* [What the exercise asks] Across all entries below, how many lines include "registered"? Answer with the number alone.

(Beginning of Material shown)

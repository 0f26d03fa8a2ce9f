//! Output device contract and the reference devices.

use std::sync::Arc;

use glint_core::PixelBuffer;
use parking_lot::Mutex;

use crate::{DeviceError, Result};

/// A physical or virtual LED output.
///
/// Frames are `[3][N]` buffers with values in `[0, 255]`. Brightness is
/// applied multiplicatively before the frame reaches the hardware.
pub trait LedDevice: Send {
    /// Output one frame.
    fn show(&mut self, frame: &PixelBuffer) -> Result<()>;

    /// Number of pixels.
    fn num_pixels(&self) -> usize;

    /// Number of rows the pixels are laid out in.
    fn num_rows(&self) -> usize;

    /// Current brightness factor.
    fn brightness(&self) -> f32;

    /// Sets the brightness factor, clamped to `[0, 1]`.
    fn set_brightness(&mut self, brightness: f32);
}

/// `frame` scaled by `brightness`, or `frame` itself when brightness is 1.
pub fn apply_brightness(frame: &PixelBuffer, brightness: f32) -> std::borrow::Cow<'_, PixelBuffer> {
    if brightness >= 1.0 {
        std::borrow::Cow::Borrowed(frame)
    } else {
        std::borrow::Cow::Owned(frame.scaled(brightness.max(0.0)))
    }
}

fn check_size(expected: usize, frame: &PixelBuffer) -> Result<()> {
    if frame.len() == expected {
        Ok(())
    } else {
        Err(DeviceError::FrameSize {
            expected,
            got: frame.len(),
        })
    }
}

/// Discards every frame. Counts how many it was given.
#[derive(Debug)]
pub struct NullDevice {
    num_pixels: usize,
    num_rows: usize,
    brightness: f32,
    frames: u64,
}

impl NullDevice {
    /// A device of the given size.
    pub fn new(num_pixels: usize, num_rows: usize) -> Self {
        Self {
            num_pixels,
            num_rows: num_rows.max(1),
            brightness: 1.0,
            frames: 0,
        }
    }

    /// Frames shown so far.
    pub fn frames_shown(&self) -> u64 {
        self.frames
    }
}

impl LedDevice for NullDevice {
    fn show(&mut self, frame: &PixelBuffer) -> Result<()> {
        check_size(self.num_pixels, frame)?;
        self.frames += 1;
        Ok(())
    }

    fn num_pixels(&self) -> usize {
        self.num_pixels
    }

    fn num_rows(&self) -> usize {
        self.num_rows
    }

    fn brightness(&self) -> f32 {
        self.brightness
    }

    fn set_brightness(&mut self, brightness: f32) {
        self.brightness = brightness.clamp(0.0, 1.0);
    }
}

#[derive(Debug, Default)]
struct VirtualState {
    latest: Option<PixelBuffer>,
    frames: u64,
}

/// Keeps the most recent frame (after brightness) in memory.
#[derive(Debug)]
pub struct VirtualDevice {
    num_pixels: usize,
    num_rows: usize,
    brightness: f32,
    state: Arc<Mutex<VirtualState>>,
}

/// Read side of a [`VirtualDevice`], usable from another thread.
#[derive(Debug, Clone)]
pub struct VirtualHandle {
    state: Arc<Mutex<VirtualState>>,
}

impl VirtualDevice {
    /// A device of the given size.
    pub fn new(num_pixels: usize, num_rows: usize) -> Self {
        Self {
            num_pixels,
            num_rows: num_rows.max(1),
            brightness: 1.0,
            state: Arc::default(),
        }
    }

    /// Handle for reading shown frames.
    pub fn handle(&self) -> VirtualHandle {
        VirtualHandle {
            state: Arc::clone(&self.state),
        }
    }
}

impl VirtualHandle {
    /// Last shown frame.
    pub fn latest(&self) -> Option<PixelBuffer> {
        self.state.lock().latest.clone()
    }

    /// Frames shown so far.
    pub fn frames_shown(&self) -> u64 {
        self.state.lock().frames
    }
}

impl LedDevice for VirtualDevice {
    fn show(&mut self, frame: &PixelBuffer) -> Result<()> {
        check_size(self.num_pixels, frame)?;
        let shown = apply_brightness(frame, self.brightness).into_owned();
        let mut state = self.state.lock();
        state.latest = Some(shown);
        state.frames += 1;
        Ok(())
    }

    fn num_pixels(&self) -> usize {
        self.num_pixels
    }

    fn num_rows(&self) -> usize {
        self.num_rows
    }

    fn brightness(&self) -> f32 {
        self.brightness
    }

    fn set_brightness(&mut self, brightness: f32) {
        self.brightness = brightness.clamp(0.0, 1.0);
    }
}
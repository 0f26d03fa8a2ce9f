//! Entry points for worker and device-writer child processes.

use anyhow::Context;
use clap::Args;
use glint_project::{WorkerSpec, WriterSpec, transport, worker, writer};
use glint_registry::EffectRegistry;

#[derive(Args)]
pub struct ChildArgs {
    /// Child spec as JSON
    #[arg(long)]
    spec: String,
}

pub fn run_worker(args: ChildArgs) -> anyhow::Result<()> {
    ignore_interrupt()?;
    let spec: WorkerSpec = serde_json::from_str(&args.spec).context("invalid worker spec")?;
    let registry = EffectRegistry::new();
    transport::serve_stdio(&spec.child_name(), |inbox, outbox| {
        worker::run(&spec, &registry, inbox, outbox)
    })??;
    Ok(())
}

pub fn run_writer(args: ChildArgs) -> anyhow::Result<()> {
    ignore_interrupt()?;
    let spec: WriterSpec = serde_json::from_str(&args.spec).context("invalid writer spec")?;
    let (device, _) = writer::open_device(&spec.device);
    transport::serve_stdio(&spec.child_name(), |inbox, outbox| {
        writer::run(&spec, device, inbox, outbox)
    })??;
    Ok(())
}

/// Ctrl-C reaches the whole process group; children wait for the parent's
/// `Stop` instead of dying mid-frame.
fn ignore_interrupt() -> anyhow::Result<()> {
    ctrlc::set_handler(|| tracing::debug!("interrupt ignored, waiting for stop"))?;
    Ok(())
}
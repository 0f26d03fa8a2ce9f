//! Effect registry and factory for glint.
//!
//! This crate provides a centralized registry for discovering and instantiating
//! effects and modulation sources by kind. It is how a worker process turns an
//! [`EffectState`] received over the wire back into a live effect, and how
//! configs and the CLI find parameter metadata.
//!
//! # Features
//!
//! - **Discovery**: List all available effects and sources with metadata
//! - **Factory Pattern**: Create effects and sources by kind at runtime
//! - **State Rebuild**: [`build()`](EffectRegistry::build) applies a saved
//!   parameter map by name
//! - **Category System**: Effects organized by role (input, generator, ...)
//!
//! # Example
//!
//! ```rust
//! use glint_core::Effect;
//! use glint_registry::{EffectCategory, EffectRegistry};
//!
//! let registry = EffectRegistry::new();
//!
//! for effect in registry.all_effects() {
//!     println!("{}: {}", effect.id, effect.description);
//! }
//!
//! let color = registry.create("static_color").unwrap();
//! assert_eq!(color.num_output_channels(), 1);
//!
//! assert_eq!(registry.effects_in_category(EffectCategory::Output).len(), 1);
//! ```

use glint_core::{Effect, EffectState, ModulationSource, ParameterInfo};
use glint_effects::{
    Append, AudioInput, ColorController, Combine, Dim, ExternalLinearController, LedOutput,
    SineLfo, StaticColor, VuMeter,
};
use thiserror::Error;

/// Errors raised when rebuilding effects from saved state.
#[derive(Debug, Clone, PartialEq, Eq, Error)]
pub enum RegistryError {
    /// No effect is registered under this kind.
    #[error("unknown effect kind '{0}'")]
    UnknownEffect(String),

    /// No modulation source is registered under this kind.
    #[error("unknown modulation source kind '{0}'")]
    UnknownSource(String),
}

/// Role of an effect, for organization and filtering.
#[derive(Debug, Clone, Copy, PartialEq, Eq, Hash)]
pub enum EffectCategory {
    /// Signals entering the graph from outside (audio).
    Input,
    /// Effects producing pixels from nothing or from non-pixel signals.
    Generator,
    /// Effects merging or arranging several frames.
    Composition,
    /// Effects altering colors of one frame.
    Color,
    /// The output sink.
    Output,
    /// Modulation sources.
    Modulation,
}

impl EffectCategory {
    /// Returns a human-readable name for the category.
    pub const fn name(&self) -> &'static str {
        match self {
            EffectCategory::Input => "Input",
            EffectCategory::Generator => "Generator",
            EffectCategory::Composition => "Composition",
            EffectCategory::Color => "Color",
            EffectCategory::Output => "Output",
            EffectCategory::Modulation => "Modulation",
        }
    }
}

/// Describes an effect or modulation source in the registry.
#[derive(Debug, Clone)]
pub struct EffectDescriptor {
    /// Unique kind identifier (lowercase, no spaces).
    pub id: &'static str,
    /// Human-readable name.
    pub name: &'static str,
    /// Brief description.
    pub description: &'static str,
    /// Category for organization.
    pub category: EffectCategory,
    /// Number of parameters.
    pub param_count: usize,
    /// Whether the input count is chosen at creation.
    pub variable_arity: bool,
}

/// Factory for effects. The argument is the requested input count for
/// variable-arity effects and ignored by the rest.
pub type EffectFactory = fn(Option<usize>) -> Box<dyn Effect>;

/// Factory for modulation sources.
pub type SourceFactory = fn() -> Box<dyn ModulationSource>;

struct RegistryEntry {
    descriptor: EffectDescriptor,
    factory: EffectFactory,
}

struct SourceEntry {
    descriptor: EffectDescriptor,
    factory: SourceFactory,
}

/// Registry of all available effects and modulation sources.
///
/// All built-ins are registered by [`new()`](Self::new). Applications may add
/// their own with [`register()`](Self::register) and
/// [`register_source()`](Self::register_source).
pub struct EffectRegistry {
    entries: Vec<RegistryEntry>,
    sources: Vec<SourceEntry>,
}

impl Default for EffectRegistry {
    fn default() -> Self {
        Self::new()
    }
}

impl EffectRegistry {
    /// Create a new registry with all built-in effects and sources registered.
    pub fn new() -> Self {
        let mut registry = Self {
            entries: Vec::with_capacity(7),
            sources: Vec::with_capacity(3),
        };
        registry.register_builtin_effects();
        registry.register_builtin_sources();
        registry
    }

    fn register_builtin_effects(&mut self) {
        self.register(
            EffectDescriptor {
                id: "audio_input",
                name: "Audio Input",
                description: "Publishes the captured audio chunk, with optional autogain",
                category: EffectCategory::Input,
                param_count: 1,
                variable_arity: false,
            },
            |_| Box::new(AudioInput::new()),
        );

        self.register(
            EffectDescriptor {
                id: "vu_meter",
                name: "VU Meter",
                description: "Level bar following the RMS of an audio signal",
                category: EffectCategory::Generator,
                param_count: 2,
                variable_arity: false,
            },
            |_| Box::new(VuMeter::new()),
        );

        self.register(
            EffectDescriptor {
                id: "static_color",
                name: "Static Color",
                description: "Outputs a static color",
                category: EffectCategory::Generator,
                param_count: 3,
                variable_arity: false,
            },
            |_| Box::new(StaticColor::default()),
        );

        self.register(
            EffectDescriptor {
                id: "append",
                name: "Append",
                description: "Concatenates several inputs into one strip",
                category: EffectCategory::Composition,
                param_count: 8,
                variable_arity: true,
            },
            |channels| Box::new(Append::new(channels.unwrap_or(2))),
        );

        self.register(
            EffectDescriptor {
                id: "combine",
                name: "Combine",
                description: "Blends two inputs (add, max, multiply)",
                category: EffectCategory::Composition,
                param_count: 1,
                variable_arity: false,
            },
            |_| Box::new(Combine::default()),
        );

        self.register(
            EffectDescriptor {
                id: "dim",
                name: "Dim",
                description: "Scales the brightness of a frame",
                category: EffectCategory::Color,
                param_count: 1,
                variable_arity: false,
            },
            |_| Box::new(Dim::default()),
        );

        self.register(
            EffectDescriptor {
                id: "led_output",
                name: "LED Output",
                description: "Sends pixels to the LED device",
                category: EffectCategory::Output,
                param_count: 1,
                variable_arity: false,
            },
            |_| Box::new(LedOutput::new()),
        );
    }

    fn register_builtin_sources(&mut self) {
        self.register_source(
            EffectDescriptor {
                id: "external_linear_controller",
                name: "External Controller",
                description: "Scales a live controller value",
                category: EffectCategory::Modulation,
                param_count: 2,
                variable_arity: false,
            },
            || Box::new(ExternalLinearController::default()),
        );

        self.register_source(
            EffectDescriptor {
                id: "sine_lfo",
                name: "Sine LFO",
                description: "Sine oscillator with depth and frequency",
                category: EffectCategory::Modulation,
                param_count: 2,
                variable_arity: false,
            },
            || Box::new(SineLfo::default()),
        );

        self.register_source(
            EffectDescriptor {
                id: "color_controller",
                name: "Color Controller",
                description: "Pulls color parameters towards a target color",
                category: EffectCategory::Modulation,
                param_count: 4,
                variable_arity: false,
            },
            || Box::new(ColorController::default()),
        );
    }

    /// Register an effect. Registering an existing id replaces its factory.
    pub fn register(&mut self, descriptor: EffectDescriptor, factory: EffectFactory) {
        let entry = RegistryEntry {
            descriptor,
            factory,
        };
        match self.entries.iter().position(|e| e.descriptor.id == entry.descriptor.id) {
            Some(i) => self.entries[i] = entry,
            None => self.entries.push(entry),
        }
    }

    /// Register a modulation source. Registering an existing id replaces its factory.
    pub fn register_source(&mut self, descriptor: EffectDescriptor, factory: SourceFactory) {
        let entry = SourceEntry {
            descriptor,
            factory,
        };
        match self.sources.iter().position(|e| e.descriptor.id == entry.descriptor.id) {
            Some(i) => self.sources[i] = entry,
            None => self.sources.push(entry),
        }
    }

    /// Returns descriptors for all registered effects.
    pub fn all_effects(&self) -> Vec<&EffectDescriptor> {
        self.entries.iter().map(|e| &e.descriptor).collect()
    }

    /// Returns descriptors for all registered modulation sources.
    pub fn all_sources(&self) -> Vec<&EffectDescriptor> {
        self.sources.iter().map(|e| &e.descriptor).collect()
    }

    /// Returns descriptors for effects in a specific category.
    pub fn effects_in_category(&self, category: EffectCategory) -> Vec<&EffectDescriptor> {
        self.entries
            .iter()
            .filter(|e| e.descriptor.category == category)
            .map(|e| &e.descriptor)
            .collect()
    }

    /// Get an effect descriptor by kind.
    pub fn get(&self, id: &str) -> Option<&EffectDescriptor> {
        self.entries
            .iter()
            .find(|e| e.descriptor.id == id)
            .map(|e| &e.descriptor)
    }

    /// Get a modulation source descriptor by kind.
    pub fn get_source(&self, id: &str) -> Option<&EffectDescriptor> {
        self.sources
            .iter()
            .find(|e| e.descriptor.id == id)
            .map(|e| &e.descriptor)
    }

    /// Create an effect with default parameters.
    pub fn create(&self, id: &str) -> Option<Box<dyn Effect>> {
        self.create_with_channels(id, None)
    }

    /// Create an effect, passing `channels` to variable-arity factories.
    pub fn create_with_channels(&self, id: &str, channels: Option<usize>) -> Option<Box<dyn Effect>> {
        self.entries
            .iter()
            .find(|e| e.descriptor.id == id)
            .map(|e| (e.factory)(channels))
    }

    /// Create a modulation source with default parameters.
    pub fn create_source(&self, id: &str) -> Option<Box<dyn ModulationSource>> {
        self.sources
            .iter()
            .find(|e| e.descriptor.id == id)
            .map(|e| (e.factory)())
    }

    /// Rebuild an effect from a snapshot.
    ///
    /// Parameters are matched by name and clamped to their range. Unknown
    /// names are skipped with a warning; missing ones keep their defaults.
    pub fn build(&self, state: &EffectState) -> Result<Box<dyn Effect>, RegistryError> {
        let mut effect = self
            .create_with_channels(&state.kind, state.channels)
            .ok_or_else(|| RegistryError::UnknownEffect(state.kind.clone()))?;
        apply_params(effect.as_mut(), state);
        Ok(effect)
    }

    /// Rebuild a modulation source from a snapshot.
    pub fn build_source(&self, state: &EffectState) -> Result<Box<dyn ModulationSource>, RegistryError> {
        let mut source = self
            .create_source(&state.kind)
            .ok_or_else(|| RegistryError::UnknownSource(state.kind.clone()))?;
        apply_params(source.as_mut(), state);
        Ok(source)
    }

    /// Find a parameter index by name for a given effect or source kind.
    ///
    /// Creates a temporary instance to scan parameter descriptors.
    pub fn param_index_by_name(&self, kind: &str, param_name: &str) -> Option<usize> {
        if let Some(effect) = self.create(kind) {
            return effect.find_param_by_name(param_name);
        }
        self.create_source(kind)?.find_param_by_name(param_name)
    }

    /// Returns the number of registered effects.
    pub fn len(&self) -> usize {
        self.entries.len()
    }

    /// Returns true if no effects are registered.
    pub fn is_empty(&self) -> bool {
        self.entries.is_empty()
    }
}

fn apply_params<P: ParameterInfo + ?Sized>(target: &mut P, state: &EffectState) {
    for (name, &value) in &state.params {
        let Some(index) = target.find_param_by_name(name) else {
            tracing::warn!(kind = %state.kind, param = %name, "ignoring unknown parameter");
            continue;
        };
        let clamped = target.param_info(index).map_or(value, |d| d.clamp(value));
        target.set_param(index, clamped);
    }
}
//! Sine low-frequency oscillator.

use std::f64::consts::TAU;

use glint_core::{ModulationSource, ParamDescriptor, ParameterInfo};

/// Emits `depth · sin(2π · freq_hz · t)` where `t` accumulates frame time.
#[derive(Debug, Clone)]
pub struct SineLfo {
    depth: f32,
    freq_hz: f32,
    t: f64,
}

impl Default for SineLfo {
    fn default() -> Self {
        Self::new(1.0, 0.01)
    }
}

impl SineLfo {
    /// Create an LFO with the given depth (0-1) and frequency (0-60 Hz).
    pub fn new(depth: f32, freq_hz: f32) -> Self {
        Self {
            depth: depth.clamp(0.0, 1.0),
            freq_hz: freq_hz.clamp(0.0, 60.0),
            t: 0.0,
        }
    }

    /// Seconds accumulated so far.
    pub fn time(&self) -> f64 {
        self.t
    }
}

impl ModulationSource for SineLfo {
    fn kind(&self) -> &'static str {
        "sine_lfo"
    }

    fn update(&mut self, dt: f32) {
        self.t += f64::from(dt);
    }

    fn value(&self) -> f32 {
        self.depth * (TAU * f64::from(self.freq_hz) * self.t).sin() as f32
    }
}

impl ParameterInfo for SineLfo {
    fn param_count(&self) -> usize {
        2
    }

    fn param_info(&self, index: usize) -> Option<ParamDescriptor> {
        match index {
            0 => Some(
                ParamDescriptor::continuous("depth", 1.0, 0.0, 1.0, 0.001)
                    .with_help("Depth of the LFO."),
            ),
            1 => Some(
                ParamDescriptor::continuous("freq_hz", 0.01, 0.0, 60.0, 0.01)
                    .with_help("LFO frequency in Hz."),
            ),
            _ => None,
        }
    }

    fn get_param(&self, index: usize) -> f32 {
        match index {
            0 => self.depth,
            1 => self.freq_hz,
            _ => 0.0,
        }
    }

    fn set_param(&mut self, index: usize, value: f32) {
        match index {
            0 => self.depth = value.clamp(0.0, 1.0),
            1 => self.freq_hz = value.clamp(0.0, 60.0),
            _ => {}
        }
    }
}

(End of Material shown)

* [Task solution] 8